LOUISVILLE, Ky. — A former Mathematical Association of America president will venture beyond length, width and depth to discuss “The Fourth Dimension and the People You Meet There” during an April 11 lecture at the University of Louisville.
Geometry specialist Tom Banchoff, a Brown University professor emeritus, will share the history of mathematical and philosophical journeys to a higher dimension as well as his outlook for the future. His free, public talk at 6:30 p.m. in Room 112, Natural Sciences Building, is the annual Bullitt lecture, presented by the UofL mathematics department in the College of Arts and Sciences.

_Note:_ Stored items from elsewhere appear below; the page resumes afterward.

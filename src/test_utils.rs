// Copyright 2026, Jeroen van Erp <jeroen@geeko.me>
// SPDX-License-Identifier: Apache-2.0

//! Test utilities for mocking Kubernetes API responses.

use base64::engine::general_purpose::STANDARD;
use base64::Engine;
use http::{Request, Response};
use http_body_util::BodyExt;
use kube::client::Body;
use kube::Client;
use std::collections::HashMap;
use std::sync::{Arc, Mutex};
use std::task::{Context, Poll};
use tower::Service;

type Key = (String, String);

/// A mock HTTP service that returns predefined responses based on request paths.
///
/// Paths registered with [`MockService::with_object`] behave like a tiny API
/// server: GET returns the current body and a successful PUT stores the request
/// body. Every request is recorded so tests can assert which calls were made.
#[derive(Clone)]
pub struct MockService {
    responses: Arc<Mutex<HashMap<Key, (u16, String)>>>,
    objects: Arc<Mutex<HashMap<String, String>>>,
    requests: Arc<Mutex<Vec<Key>>>,
}

impl MockService {
    pub fn new() -> Self {
        Self {
            responses: Arc::new(Mutex::new(HashMap::new())),
            objects: Arc::new(Mutex::new(HashMap::new())),
            requests: Arc::new(Mutex::new(Vec::new())),
        }
    }

    fn on(self, method: &str, path: &str, status: u16, body: &str) -> Self {
        self.responses
            .lock()
            .unwrap()
            .insert((method.to_string(), path.to_string()), (status, body.to_string()));
        self
    }

    /// Add a response for GET requests matching the exact path
    pub fn on_get(self, path: &str, status: u16, body: &str) -> Self {
        self.on("GET", path, status, body)
    }

    /// Add a response for PUT requests matching the exact path
    pub fn on_put(self, path: &str, status: u16, body: &str) -> Self {
        self.on("PUT", path, status, body)
    }

    /// Add a response for PATCH requests matching the exact path
    pub fn on_patch(self, path: &str, status: u16, body: &str) -> Self {
        self.on("PATCH", path, status, body)
    }

    /// Serve a stored object at `path` that GET returns and PUT replaces
    pub fn with_object(self, path: &str, body: &str) -> Self {
        self.objects
            .lock()
            .unwrap()
            .insert(path.to_string(), body.to_string());
        self
    }

    /// Current body of a stored object
    pub fn object(&self, path: &str) -> Option<serde_json::Value> {
        self.objects
            .lock()
            .unwrap()
            .get(path)
            .and_then(|body| serde_json::from_str(body).ok())
    }

    /// Build a kube Client from this mock service
    pub fn into_client(self) -> Client {
        Client::new(self, "https://kubernetes.default.svc")
    }

    /// All requests seen so far as (method, path)
    pub fn requests(&self) -> Vec<(String, String)> {
        self.requests.lock().unwrap().clone()
    }

    /// Number of requests seen for a method and path
    pub fn count(&self, method: &str, path: &str) -> usize {
        self.requests
            .lock()
            .unwrap()
            .iter()
            .filter(|(m, p)| m == method && p == path)
            .count()
    }

    /// Number of requests with a mutating method
    pub fn mutations(&self) -> usize {
        self.requests
            .lock()
            .unwrap()
            .iter()
            .filter(|(m, _)| matches!(m.as_str(), "PUT" | "PATCH" | "POST" | "DELETE"))
            .count()
    }
}

impl Default for MockService {
    fn default() -> Self {
        Self::new()
    }
}

fn json_response(status: u16, body: String) -> Response<Body> {
    Response::builder()
        .status(status)
        .header("content-type", "application/json")
        .body(Body::from(body.into_bytes()))
        .unwrap()
}

impl Service<Request<Body>> for MockService {
    type Response = Response<Body>;
    type Error = tower::BoxError;
    type Future = std::pin::Pin<
        Box<dyn std::future::Future<Output = Result<Self::Response, Self::Error>> + Send>,
    >;

    fn poll_ready(&mut self, _cx: &mut Context<'_>) -> Poll<Result<(), Self::Error>> {
        Poll::Ready(Ok(()))
    }

    fn call(&mut self, req: Request<Body>) -> Self::Future {
        let method = req.method().to_string();
        let path = req.uri().path().to_string();

        self.requests
            .lock()
            .unwrap()
            .push((method.clone(), path.clone()));

        let scripted = self
            .responses
            .lock()
            .unwrap()
            .get(&(method.clone(), path.clone()))
            .cloned();
        let objects = self.objects.clone();

        Box::pin(respond(req, method, path, scripted, objects))
    }
}

async fn respond(
    req: Request<Body>,
    method: String,
    path: String,
    scripted: Option<(u16, String)>,
    objects: Arc<Mutex<HashMap<String, String>>>,
) -> Result<Response<Body>, tower::BoxError> {
    if let Some((status, body)) = scripted {
        return Ok(json_response(status, body));
    }

    let stored = objects.lock().unwrap().get(&path).cloned();
    match (method.as_str(), stored) {
        ("GET", Some(body)) => Ok(json_response(200, body)),
        ("PUT", Some(_)) => {
            let bytes = req.into_body().collect().await?.to_bytes();
            let body = String::from_utf8(bytes.to_vec())?;
            objects.lock().unwrap().insert(path, body.clone());
            Ok(json_response(200, body))
        }
        _ => {
            // Default 404 for unmatched requests
            Ok(json_response(404, not_found_json("resource", &path)))
        }
    }
}

/// Create a mock namespace JSON response
pub fn namespace_json(name: &str) -> String {
    serde_json::json!({
        "apiVersion": "v1",
        "kind": "Namespace",
        "metadata": {
            "name": name,
            "uid": "test-uid"
        }
    })
    .to_string()
}

/// Create a mock secret JSON response, values are given in plaintext
pub fn secret_json(namespace: &str, name: &str, data: &[(&str, &str)]) -> String {
    let data: serde_json::Map<String, serde_json::Value> = data
        .iter()
        .map(|(k, v)| (k.to_string(), STANDARD.encode(v.as_bytes()).into()))
        .collect();

    serde_json::json!({
        "apiVersion": "v1",
        "kind": "Secret",
        "metadata": {
            "name": name,
            "namespace": namespace,
            "resourceVersion": "1001",
            "labels": { "app.kubernetes.io/part-of": "argocd" }
        },
        "type": "Opaque",
        "data": data
    })
    .to_string()
}

/// Create a mock config map JSON response
pub fn config_map_json(namespace: &str, name: &str, data: &[(&str, &str)]) -> String {
    let data: serde_json::Map<String, serde_json::Value> = data
        .iter()
        .map(|(k, v)| (k.to_string(), (*v).into()))
        .collect();

    serde_json::json!({
        "apiVersion": "v1",
        "kind": "ConfigMap",
        "metadata": {
            "name": name,
            "namespace": namespace,
            "resourceVersion": "2002"
        },
        "data": data
    })
    .to_string()
}

/// Create a mock deployment JSON response with the given rollout state
pub fn deployment_json(
    namespace: &str,
    name: &str,
    generation: i64,
    observed_generation: i64,
    updated_replicas: i32,
    available_replicas: i32,
) -> String {
    serde_json::json!({
        "apiVersion": "apps/v1",
        "kind": "Deployment",
        "metadata": {
            "name": name,
            "namespace": namespace,
            "generation": generation
        },
        "spec": {
            "replicas": 1,
            "selector": { "matchLabels": { "app.kubernetes.io/name": name } },
            "template": {
                "metadata": { "labels": { "app.kubernetes.io/name": name } }
            }
        },
        "status": {
            "observedGeneration": observed_generation,
            "replicas": updated_replicas,
            "updatedReplicas": updated_replicas,
            "availableReplicas": available_replicas
        }
    })
    .to_string()
}

/// Create a Status failure response
pub fn status_json(code: u16, reason: &str, message: &str) -> String {
    serde_json::json!({
        "kind": "Status",
        "apiVersion": "v1",
        "status": "Failure",
        "message": message,
        "reason": reason,
        "code": code
    })
    .to_string()
}

/// Create a 404 not found response
pub fn not_found_json(resource: &str, name: &str) -> String {
    status_json(404, "NotFound", &format!("{} \"{}\" not found", resource, name))
}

Banchoff is noted for pioneering the study of higher dimensions by using computer graphics to show some of the earliest visualizations of four-dimensional shapes. He was Mathematical Association of America president in 1999-2000 and is an American Mathematical Society fellow.
He wrote “Beyond the Third Dimension: Geometry, Computer Graphics and Higher Dimensions” and was a consultant for the 2007 “Flatland” film adaptation of Edwin Abbott Abbott’s 1880s satiric novel “Flatland: A Romance of Many Dimensions.”
In his lecture, Banchoff is expected to draw from “Flatland” and other artistic examples such as Madeleine L’Engle’s book “A Wrinkle in Time” and Salvador Dali’s “Crucifixion” painting.
The Bullitt family endowed the general-interest lecture series at UofL to honor former U.S. Solicitor General William Marshall Bullitt’s interest in mathematics.